The euthanasia center is still intact from its original Nazi-era state, including a gas chamber in which disabled victims were murdered as well as a dissection room and a crematorium. Our guide assured us that if we did not feel comfortable entering these rooms, we could remain in the hallway. I was rather surprised by this--I assumed that there would be no reason to avoid these rooms. When we stepped into the gas chamber, however, which immediately conveyed a sense of restriction by way of the cramped doorway, I began to see reason for her warning. With its orderly grid pattern of white tiles, the chamber exuded a sense of sterilization and emptiness. Disturbing details included a one-way peephole enabling the euthanasia "doctors" to ensure that they murdered all of their victims and a convex mirror at the back of the room that allowed the doctors to see all angles of the chamber while in use. The cold and calculating nature of these technical elements provided us with an unsettling view of the Nazi mind, which dedicated so much energy and intelligence to the development of killing programs. Our guide also revealed to us that the Nazis often incinerated the bodies of three victims at once so as to conserve energy and that they compiled a list of legitimate causes of death with which to trick the families of the victims.
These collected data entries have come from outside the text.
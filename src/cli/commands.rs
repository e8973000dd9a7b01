//! CLI commands and argument parsing

use clap::{Args, Parser, Subcommand};
use std::path::PathBuf;

/// Projects API command-line client
#[derive(Parser, Debug)]
#[command(name = "projects")]
#[command(author, version, about, long_about = None)]
pub struct Cli {
    /// Service configuration file (YAML); `PROJECT_*` variables are used when absent
    #[arg(short, long, global = true)]
    pub config: Option<PathBuf>,

    /// Output format
    #[arg(short, long, global = true, default_value = "json")]
    pub format: OutputFormat,

    /// Verbose output
    #[arg(short, long, global = true)]
    pub verbose: bool,

    #[command(subcommand)]
    pub command: Commands,
}

#[derive(Subcommand, Debug, PartialEq, Eq)]
pub enum Commands {
    /// List projects
    ListProjects {
        #[command(flatten)]
        page: PageArgs,
    },

    /// Show one project
    GetProject {
        #[arg(long)]
        id: String,
    },

    /// List the environments of a project
    ListEnvironments {
        #[arg(long)]
        project_id: String,

        #[command(flatten)]
        page: PageArgs,
    },

    /// List the configs of a project
    ListConfigs {
        #[arg(long)]
        project_id: String,

        #[command(flatten)]
        page: PageArgs,
    },

    /// Delete a project
    DeleteProject {
        #[arg(long)]
        id: String,
    },
}

/// Paging flags shared by the list commands
#[derive(Args, Debug, Clone, Copy, Default, PartialEq, Eq)]
pub struct PageArgs {
    /// Page size
    #[arg(long)]
    pub limit: Option<i64>,

    /// Follow the cursor through every page
    #[arg(long)]
    pub all: bool,
}

/// Output format
#[derive(Debug, Clone, Copy, PartialEq, Eq, clap::ValueEnum)]
pub enum OutputFormat {
    /// Compact JSON on one line
    Json,
    /// Indented JSON
    Pretty,
}
//! Projects API client
//!
//! One async method per endpoint, each with a `_with_context` variant that
//! forwards a [`CallContext`] to the HTTP runtime.

use super::options::{
    CreateProjectEnvironmentOptions, CreateProjectOptions, DeleteConfigOptions,
    DeleteProjectEnvironmentOptions, DeleteProjectOptions, GetConfigOptions,
    GetProjectEnvironmentOptions, GetProjectOptions, ListConfigsOptions,
    ListProjectEnvironmentsOptions, ListProjectsOptions, UpdateProjectEnvironmentOptions,
    UpdateProjectOptions,
};
use crate::config::{ServiceConfig, DEFAULT_SERVICE_NAME};
use crate::error::{Error, Result};
use crate::http::{HttpClient, RequestConfig};
use crate::model::{
    DeleteResponse, Environment, EnvironmentCollection, EnvironmentPrototype, Project,
    ProjectCollection, ProjectConfig, ProjectConfigCollection,
};
use crate::pagination::{CallContext, START_PARAM};
use reqwest::Method;
use serde::de::DeserializeOwned;
use serde::Serialize;
use std::sync::Arc;
use tracing::{debug, info};
use url::Url;

const LIMIT_PARAM: &str = "limit";

/// Client for the Projects API.
///
/// Cheap to clone; clones share the HTTP connection pool, rate limiter and
/// token cache.
#[derive(Debug, Clone)]
pub struct ProjectsClient {
    inner: Arc<ClientInner>,
}

#[derive(Debug)]
struct ClientInner {
    http: HttpClient,
    base_url: Url,
    service_name: String,
}

impl ProjectsClient {
    /// Build a client from an explicit configuration
    pub fn new(config: &ServiceConfig) -> Result<Self> {
        config.validate()?;

        let base_url = Url::parse(&config.service_url)?;
        let auth = config.auth.resolve();
        info!(
            service = %config.service_name,
            url = %base_url,
            auth = auth.kind(),
            "creating Projects client"
        );
        let http = HttpClient::with_auth(config.http_client_config(), auth)?;

        Ok(Self {
            inner: Arc::new(ClientInner {
                http,
                base_url,
                service_name: config.service_name.clone(),
            }),
        })
    }

    /// Build a client from `PROJECT_*` environment variables
    pub fn from_env() -> Result<Self> {
        Self::new(&ServiceConfig::from_env(DEFAULT_SERVICE_NAME)?)
    }

    /// Base URL requests are sent to
    pub fn service_url(&self) -> &str {
        self.inner.base_url.as_str()
    }

    /// Name the client was configured with
    pub fn service_name(&self) -> &str {
        &self.inner.service_name
    }

    // ------------------------------------------------------------------------
    // Projects
    // ------------------------------------------------------------------------

    /// Create a project
    pub async fn create_project(&self, options: &CreateProjectOptions) -> Result<Project> {
        self.create_project_with_context(options, &CallContext::default())
            .await
    }

    pub async fn create_project_with_context(
        &self,
        options: &CreateProjectOptions,
        ctx: &CallContext,
    ) -> Result<Project> {
        require("definition.name", &options.prototype.definition.name)?;
        require("location", &options.prototype.location)?;
        require("resource_group", &options.prototype.resource_group)?;

        let url = self.endpoint(&["v1", "projects"])?;
        let config = RequestConfig::new().json(to_body(&options.prototype)?);
        self.send(Method::POST, &url, config, ctx).await
    }

    /// List one page of projects
    pub async fn list_projects(&self, options: &ListProjectsOptions) -> Result<ProjectCollection> {
        self.list_projects_with_context(options, &CallContext::default())
            .await
    }

    pub async fn list_projects_with_context(
        &self,
        options: &ListProjectsOptions,
        ctx: &CallContext,
    ) -> Result<ProjectCollection> {
        let url = self.endpoint(&["v1", "projects"])?;
        let config = list_query(options.start.as_deref(), options.limit);
        self.send(Method::GET, &url, config, ctx).await
    }

    /// Get a project with its configs and environments
    pub async fn get_project(&self, options: &GetProjectOptions) -> Result<Project> {
        self.get_project_with_context(options, &CallContext::default())
            .await
    }

    pub async fn get_project_with_context(
        &self,
        options: &GetProjectOptions,
        ctx: &CallContext,
    ) -> Result<Project> {
        let id = require("id", &options.id)?;
        let url = self.endpoint(&["v1", "projects", id])?;
        self.send(Method::GET, &url, RequestConfig::new(), ctx)
            .await
    }

    /// Patch a project definition
    pub async fn update_project(&self, options: &UpdateProjectOptions) -> Result<Project> {
        self.update_project_with_context(options, &CallContext::default())
            .await
    }

    pub async fn update_project_with_context(
        &self,
        options: &UpdateProjectOptions,
        ctx: &CallContext,
    ) -> Result<Project> {
        let id = require("id", &options.id)?;
        let url = self.endpoint(&["v1", "projects", id])?;
        let body = serde_json::json!({ "definition": to_body(&options.definition)? });
        self.send(Method::PATCH, &url, RequestConfig::new().json(body), ctx)
            .await
    }

    /// Delete a project. The server answers with an empty body.
    pub async fn delete_project(&self, options: &DeleteProjectOptions) -> Result<()> {
        self.delete_project_with_context(options, &CallContext::default())
            .await
    }

    pub async fn delete_project_with_context(
        &self,
        options: &DeleteProjectOptions,
        ctx: &CallContext,
    ) -> Result<()> {
        let id = require("id", &options.id)?;
        let url = self.endpoint(&["v1", "projects", id])?;
        debug!(%url, "DELETE");
        self.inner
            .http
            .request(Method::DELETE, &url, prepare(RequestConfig::new(), ctx))
            .await?;
        Ok(())
    }

    // ------------------------------------------------------------------------
    // Environments
    // ------------------------------------------------------------------------

    /// Create an environment in a project
    pub async fn create_project_environment(
        &self,
        options: &CreateProjectEnvironmentOptions,
    ) -> Result<Environment> {
        self.create_project_environment_with_context(options, &CallContext::default())
            .await
    }

    pub async fn create_project_environment_with_context(
        &self,
        options: &CreateProjectEnvironmentOptions,
        ctx: &CallContext,
    ) -> Result<Environment> {
        let project_id = require("project_id", &options.project_id)?;
        require("definition.name", &options.definition.name)?;

        let url = self.endpoint(&["v1", "projects", project_id, "environments"])?;
        let body = to_body(&EnvironmentPrototype {
            definition: options.definition.clone(),
        })?;
        self.send(Method::POST, &url, RequestConfig::new().json(body), ctx)
            .await
    }

    /// List one page of a project's environments
    pub async fn list_project_environments(
        &self,
        options: &ListProjectEnvironmentsOptions,
    ) -> Result<EnvironmentCollection> {
        self.list_project_environments_with_context(options, &CallContext::default())
            .await
    }

    pub async fn list_project_environments_with_context(
        &self,
        options: &ListProjectEnvironmentsOptions,
        ctx: &CallContext,
    ) -> Result<EnvironmentCollection> {
        let project_id = require("project_id", &options.project_id)?;
        let url = self.endpoint(&["v1", "projects", project_id, "environments"])?;
        let config = list_query(options.start.as_deref(), options.limit);
        self.send(Method::GET, &url, config, ctx).await
    }

    /// Get an environment
    pub async fn get_project_environment(
        &self,
        options: &GetProjectEnvironmentOptions,
    ) -> Result<Environment> {
        self.get_project_environment_with_context(options, &CallContext::default())
            .await
    }

    pub async fn get_project_environment_with_context(
        &self,
        options: &GetProjectEnvironmentOptions,
        ctx: &CallContext,
    ) -> Result<Environment> {
        let project_id = require("project_id", &options.project_id)?;
        let id = require("id", &options.id)?;
        let url = self.endpoint(&["v1", "projects", project_id, "environments", id])?;
        self.send(Method::GET, &url, RequestConfig::new(), ctx)
            .await
    }

    /// Patch an environment definition
    pub async fn update_project_environment(
        &self,
        options: &UpdateProjectEnvironmentOptions,
    ) -> Result<Environment> {
        self.update_project_environment_with_context(options, &CallContext::default())
            .await
    }

    pub async fn update_project_environment_with_context(
        &self,
        options: &UpdateProjectEnvironmentOptions,
        ctx: &CallContext,
    ) -> Result<Environment> {
        let project_id = require("project_id", &options.project_id)?;
        let id = require("id", &options.id)?;
        let url = self.endpoint(&["v1", "projects", project_id, "environments", id])?;
        let body = serde_json::json!({ "definition": to_body(&options.definition)? });
        self.send(Method::PATCH, &url, RequestConfig::new().json(body), ctx)
            .await
    }

    /// Delete an environment
    pub async fn delete_project_environment(
        &self,
        options: &DeleteProjectEnvironmentOptions,
    ) -> Result<DeleteResponse> {
        self.delete_project_environment_with_context(options, &CallContext::default())
            .await
    }

    pub async fn delete_project_environment_with_context(
        &self,
        options: &DeleteProjectEnvironmentOptions,
        ctx: &CallContext,
    ) -> Result<DeleteResponse> {
        let project_id = require("project_id", &options.project_id)?;
        let id = require("id", &options.id)?;
        let url = self.endpoint(&["v1", "projects", project_id, "environments", id])?;
        self.send(Method::DELETE, &url, RequestConfig::new(), ctx)
            .await
    }

    // ------------------------------------------------------------------------
    // Configs
    // ------------------------------------------------------------------------

    /// List one page of a project's configs
    pub async fn list_configs(
        &self,
        options: &ListConfigsOptions,
    ) -> Result<ProjectConfigCollection> {
        self.list_configs_with_context(options, &CallContext::default())
            .await
    }

    pub async fn list_configs_with_context(
        &self,
        options: &ListConfigsOptions,
        ctx: &CallContext,
    ) -> Result<ProjectConfigCollection> {
        let project_id = require("project_id", &options.project_id)?;
        let url = self.endpoint(&["v1", "projects", project_id, "configs"])?;
        let config = list_query(options.start.as_deref(), options.limit);
        self.send(Method::GET, &url, config, ctx).await
    }

    /// Get a config
    pub async fn get_config(&self, options: &GetConfigOptions) -> Result<ProjectConfig> {
        self.get_config_with_context(options, &CallContext::default())
            .await
    }

    pub async fn get_config_with_context(
        &self,
        options: &GetConfigOptions,
        ctx: &CallContext,
    ) -> Result<ProjectConfig> {
        let project_id = require("project_id", &options.project_id)?;
        let id = require("id", &options.id)?;
        let url = self.endpoint(&["v1", "projects", project_id, "configs", id])?;
        self.send(Method::GET, &url, RequestConfig::new(), ctx)
            .await
    }

    /// Delete a config
    pub async fn delete_config(&self, options: &DeleteConfigOptions) -> Result<DeleteResponse> {
        self.delete_config_with_context(options, &CallContext::default())
            .await
    }

    pub async fn delete_config_with_context(
        &self,
        options: &DeleteConfigOptions,
        ctx: &CallContext,
    ) -> Result<DeleteResponse> {
        let project_id = require("project_id", &options.project_id)?;
        let id = require("id", &options.id)?;
        let url = self.endpoint(&["v1", "projects", project_id, "configs", id])?;
        self.send(Method::DELETE, &url, RequestConfig::new(), ctx)
            .await
    }

    // ------------------------------------------------------------------------
    // Plumbing
    // ------------------------------------------------------------------------

    /// Absolute URL for the given path segments, each percent-encoded
    fn endpoint(&self, segments: &[&str]) -> Result<String> {
        let mut url = self.inner.base_url.clone();
        url.path_segments_mut()
            .map_err(|()| Error::config(format!("'{}' cannot be a base URL", self.inner.base_url)))?
            .pop_if_empty()
            .extend(segments);
        Ok(url.into())
    }

    async fn send<T: DeserializeOwned>(
        &self,
        method: Method,
        url: &str,
        config: RequestConfig,
        ctx: &CallContext,
    ) -> Result<T> {
        debug!(%method, %url, "sending request");
        self.inner
            .http
            .request_json(method, url, prepare(config, ctx))
            .await
    }
}

/// Fail with [`Error::MissingParameter`] if `value` is empty
fn require<'a>(name: &str, value: &'a str) -> Result<&'a str> {
    if value.is_empty() {
        return Err(Error::missing_parameter(name));
    }
    Ok(value)
}

fn to_body<T: Serialize>(value: &T) -> Result<serde_json::Value> {
    Ok(serde_json::to_value(value)?)
}

/// Ask for JSON and layer the caller's context on top
fn prepare(config: RequestConfig, ctx: &CallContext) -> RequestConfig {
    ctx.apply(config.header("Accept", "application/json"))
}

fn list_query(start: Option<&str>, limit: Option<i64>) -> RequestConfig {
    RequestConfig::new()
        .query_opt(START_PARAM, start.filter(|s| !s.is_empty()))
        .query_opt(LIMIT_PARAM, limit)
}
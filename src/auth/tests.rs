//! Authenticator and IAM token tests

use super::*;
use base64::Engine;
use std::collections::HashMap;
use wiremock::matchers::{body_string_contains, header, method, path};
use wiremock::{Mock, MockServer, ResponseTemplate};

fn iam_config(server: &MockServer) -> AuthConfig {
    AuthConfig::Iam {
        apikey: "my-apikey".to_string(),
        token_url: format!("{}/identity/token", server.uri()),
        client_id: None,
        client_secret: None,
    }
}

/// Apply `config` to a bare GET and return the finished request
async fn signed(config: AuthConfig) -> reqwest::Request {
    let req = reqwest::Client::new().get("https://example.com/v1/projects");
    Authenticator::new(config)
        .apply(req)
        .await
        .unwrap()
        .build()
        .unwrap()
}

fn header_value<'a>(req: &'a reqwest::Request, name: &str) -> Option<&'a str> {
    req.headers().get(name).and_then(|v| v.to_str().ok())
}

#[tokio::test]
async fn test_no_auth_leaves_request_alone() {
    let req = signed(AuthConfig::None).await;
    assert_eq!(header_value(&req, "Authorization"), None);
    assert_eq!(req.url().query(), None);
}

#[tokio::test]
async fn test_api_key_in_named_header_with_prefix() {
    let req = signed(AuthConfig::ApiKey {
        location: Location::Header,
        header_name: Some("X-API-Key".to_string()),
        query_param: None,
        prefix: Some("ApiKey ".to_string()),
        value: "k-123".to_string(),
    })
    .await;
    assert_eq!(header_value(&req, "X-API-Key"), Some("ApiKey k-123"));
}

#[tokio::test]
async fn test_api_key_defaults_to_authorization_header() {
    let req = signed(AuthConfig::ApiKey {
        location: Location::Header,
        header_name: None,
        query_param: None,
        prefix: None,
        value: "k-123".to_string(),
    })
    .await;
    assert_eq!(header_value(&req, "Authorization"), Some("k-123"));
}

#[tokio::test]
async fn test_api_key_in_query() {
    let req = signed(AuthConfig::ApiKey {
        location: Location::Query,
        header_name: None,
        query_param: None,
        prefix: None,
        value: "secret123".to_string(),
    })
    .await;
    assert_eq!(req.url().query(), Some("api_key=secret123"));
}

#[tokio::test]
async fn test_basic_auth() {
    let req = signed(AuthConfig::Basic {
        username: "user".to_string(),
        password: "pass".to_string(),
    })
    .await;

    let encoded = header_value(&req, "Authorization")
        .and_then(|v| v.strip_prefix("Basic "))
        .unwrap();
    let decoded = base64::engine::general_purpose::STANDARD
        .decode(encoded)
        .unwrap();
    assert_eq!(decoded, b"user:pass");
}

#[tokio::test]
async fn test_bearer_auth() {
    let req = signed(AuthConfig::Bearer {
        token: "my-bearer-token".to_string(),
    })
    .await;
    assert_eq!(
        header_value(&req, "Authorization"),
        Some("Bearer my-bearer-token")
    );
}

#[tokio::test]
async fn test_custom_headers() {
    let headers = HashMap::from([
        ("X-Tenant".to_string(), "acme".to_string()),
        ("X-Trace".to_string(), "on".to_string()),
    ]);
    let req = signed(AuthConfig::CustomHeaders { headers }).await;

    assert_eq!(header_value(&req, "X-Tenant"), Some("acme"));
    assert_eq!(header_value(&req, "X-Trace"), Some("on"));
}

/// Token endpoint answering `times` exchanges with `token`
async fn mount_token(server: &MockServer, token: &str, expires_in: i64, times: u64) {
    Mock::given(method("POST"))
        .and(path("/identity/token"))
        .respond_with(ResponseTemplate::new(200).set_body_json(serde_json::json!({
            "access_token": token,
            "token_type": "Bearer",
            "expires_in": expires_in
        })))
        .expect(times)
        .mount(server)
        .await;
}

async fn bearer(auth: &Authenticator) -> String {
    let req = auth
        .apply(reqwest::Client::new().get("https://example.com/v1/projects"))
        .await
        .unwrap()
        .build()
        .unwrap();
    header_value(&req, "Authorization").unwrap().to_string()
}

#[tokio::test]
async fn test_iam_token_exchange() {
    let mock_server = MockServer::start().await;

    Mock::given(method("POST"))
        .and(path("/identity/token"))
        .and(header("Accept", "application/json"))
        .and(body_string_contains(
            "grant_type=urn%3Aibm%3Aparams%3Aoauth%3Agrant-type%3Aapikey",
        ))
        .and(body_string_contains("apikey=my-apikey"))
        .and(body_string_contains("response_type=cloud_iam"))
        .respond_with(ResponseTemplate::new(200).set_body_json(serde_json::json!({
            "access_token": "iam-token-123",
            "refresh_token": "not-used",
            "expires_in": 3600
        })))
        .expect(1)
        .mount(&mock_server)
        .await;

    let auth = Authenticator::new(iam_config(&mock_server));
    assert_eq!(bearer(&auth).await, "Bearer iam-token-123");
}

#[tokio::test]
async fn test_iam_client_credentials_sent_as_basic_auth() {
    let mock_server = MockServer::start().await;

    let expected = format!(
        "Basic {}",
        base64::engine::general_purpose::STANDARD.encode("bx:bx")
    );
    Mock::given(method("POST"))
        .and(path("/identity/token"))
        .and(header("Authorization", expected.as_str()))
        .respond_with(ResponseTemplate::new(200).set_body_json(serde_json::json!({
            "access_token": "with-client",
            "expires_in": 3600
        })))
        .expect(1)
        .mount(&mock_server)
        .await;

    let auth = Authenticator::new(AuthConfig::Iam {
        apikey: "my-apikey".to_string(),
        token_url: format!("{}/identity/token", mock_server.uri()),
        client_id: Some("bx".to_string()),
        client_secret: Some("bx".to_string()),
    });
    assert_eq!(bearer(&auth).await, "Bearer with-client");
}

#[tokio::test]
async fn test_iam_token_reused_until_expiry() {
    let mock_server = MockServer::start().await;
    mount_token(&mock_server, "cached-token", 3600, 1).await;

    let auth = Authenticator::new(iam_config(&mock_server));
    for _ in 0..3 {
        assert_eq!(bearer(&auth).await, "Bearer cached-token");
    }
}

#[tokio::test]
async fn test_iam_token_inside_margin_is_refreshed() {
    let mock_server = MockServer::start().await;
    mount_token(&mock_server, "short-lived", 5, 2).await;

    let auth = Authenticator::new(iam_config(&mock_server));
    bearer(&auth).await;
    bearer(&auth).await;
}

#[tokio::test]
async fn test_clear_cache_forces_new_exchange() {
    let mock_server = MockServer::start().await;
    mount_token(&mock_server, "token", 3600, 2).await;

    let auth = Authenticator::new(iam_config(&mock_server));
    bearer(&auth).await;
    auth.clear_cache().await;
    bearer(&auth).await;
}

#[tokio::test]
async fn test_iam_rejected_apikey() {
    let mock_server = MockServer::start().await;

    Mock::given(method("POST"))
        .and(path("/identity/token"))
        .respond_with(ResponseTemplate::new(400).set_body_json(serde_json::json!({
            "errorCode": "BXNIM0415E",
            "errorMessage": "Provided API key could not be found"
        })))
        .mount(&mock_server)
        .await;

    let err = Authenticator::new(iam_config(&mock_server))
        .apply(reqwest::Client::new().get("https://example.com/v1/projects"))
        .await
        .unwrap_err();

    match err {
        crate::Error::TokenRequest { message } => {
            assert!(message.starts_with("IAM returned 400"));
            assert!(message.contains("BXNIM0415E"));
        }
        other => panic!("Expected TokenRequest, got {other:?}"),
    }
}

#[tokio::test]
async fn test_concurrent_requests_share_one_token_fetch() {
    let mock_server = MockServer::start().await;

    Mock::given(method("POST"))
        .and(path("/identity/token"))
        .respond_with(
            ResponseTemplate::new(200)
                .set_body_json(serde_json::json!({"access_token": "shared", "expires_in": 3600}))
                .set_delay(std::time::Duration::from_millis(50)),
        )
        .expect(1)
        .mount(&mock_server)
        .await;

    let auth = Authenticator::new(iam_config(&mock_server));
    let client = reqwest::Client::new();

    let (a, b, c) = tokio::join!(
        auth.apply(client.get("https://example.com/a")),
        auth.apply(client.get("https://example.com/b")),
        auth.apply(client.get("https://example.com/c")),
    );
    for req in [a, b, c] {
        let req = req.unwrap().build().unwrap();
        assert_eq!(header_value(&req, "Authorization"), Some("Bearer shared"));
    }
}

#[tokio::test]
async fn test_iam_empty_token_rejected() {
    let mock_server = MockServer::start().await;

    Mock::given(method("POST"))
        .and(path("/identity/token"))
        .respond_with(
            ResponseTemplate::new(200).set_body_json(serde_json::json!({"access_token": ""})),
        )
        .mount(&mock_server)
        .await;

    let auth = Authenticator::new(iam_config(&mock_server));
    let err = auth
        .apply(reqwest::Client::new().get("https://example.com/api"))
        .await
        .unwrap_err();

    assert!(matches!(err, crate::Error::Auth { .. }));
}
#![allow(clippy::cast_possible_truncation)]
#![allow(clippy::cast_sign_loss)]
#![allow(clippy::too_many_lines)]
#![allow(clippy::must_use_candidate)]
#![allow(clippy::missing_errors_doc)]
#![allow(clippy::missing_panics_doc)]
#![allow(clippy::module_name_repetitions)]
#![allow(clippy::doc_markdown)]

//! # Projects SDK
//!
//! Client library for the Projects REST API.
//!
//! ## Features
//!
//! - **Typed endpoints**: one async method per operation on projects,
//!   environments and configs
//! - **Pagers**: cursor-following iteration over every list operation,
//!   page by page, all at once, or as a `Stream`
//! - **Auth**: IAM API key exchange with token caching, bearer, basic,
//!   API key and custom headers
//! - **HTTP runtime**: retries with backoff, optional rate limiting,
//!   per-call timeouts and cancellation
//!
//! ## Quick Start
//!
//! ```rust,ignore
//! use projects_sdk::{ListProjectsOptions, ProjectsClient, Result, ServiceConfig};
//!
//! #[tokio::main]
//! async fn main() -> Result<()> {
//!     let config = ServiceConfig::from_env("project")?;
//!     let client = ProjectsClient::new(&config)?;
//!
//!     let mut pager = client.projects_pager(&ListProjectsOptions::new().with_limit(50))?;
//!     while pager.has_next() {
//!         for project in pager.get_next().await? {
//!             println!("{} {}", project.id, project.definition.name);
//!         }
//!     }
//!     Ok(())
//! }
//! ```
//!
//! ## Architecture
//!
//! ```text
//! ┌───────────────────────────────────────────────────────────┐
//! │                     ProjectsClient                        │
//! │  create/list/get/update/delete   projects_pager() ...     │
//! └───────────────────────────────────────────────────────────┘
//!                │                              │
//! ┌──────────────┴──────────┐      ┌────────────┴────────────┐
//! │        HttpClient       │      │   Pager<PageFetcher>    │
//! ├──────────┬──────────────┤      ├─────────────────────────┤
//! │ Auth     │ Retry/Backoff│      │ has_next / get_next     │
//! │ IAM      │ Rate Limit   │      │ get_all / into_stream   │
//! │ Bearer   │ Cancellation │      │                         │
//! └──────────┴──────────────┘      └─────────────────────────┘
//! ```

#![warn(clippy::all)]
#![warn(clippy::pedantic)]

pub mod error;

pub mod types;

/// Credentials and IAM token exchange
pub mod auth;

pub mod http;

/// Cursor pagination
pub mod pagination;

/// API request and response bodies
pub mod model;

/// Service client for the Projects API
pub mod service;

/// Service configuration
pub mod config;

/// Command-line interface
pub mod cli;

pub use config::{AuthConfigDef, HttpSettings, ServiceConfig};
pub use error::{Error, Result};
pub use pagination::{CallContext, Page, PageFetcher, PageOptions, Pager};
pub use service::*;

pub const VERSION: &str = env!("CARGO_PKG_VERSION");

pub const NAME: &str = env!("CARGO_PKG_NAME");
Learning about these details in the very space from which they were born certainly contributed to the emotional turbulence that suddenly overwhelmed the group.
I found the fact that the Nazi doctors cared not even to separate the ashes of these victims when sending urns back to families particularly upsetting. It is indicative of the Nazi's belief that persons with disabilities were not individuals worthy of the respect allotted to human life.
Traveling to a foreign country is very much a return to innocence. We speak choppy German like children, knowing only a few phrases. We see every building and neighborhood as new and interesting, unaware of the negative perceptions that Berliners might have of them. We respond with intense emotion to what we see, as at the euthanasia center. I think that this naivety is what makes this trip valuable to us, and I expect that we will continue to uncover this importance as we venture to Poland and the Czech Republic.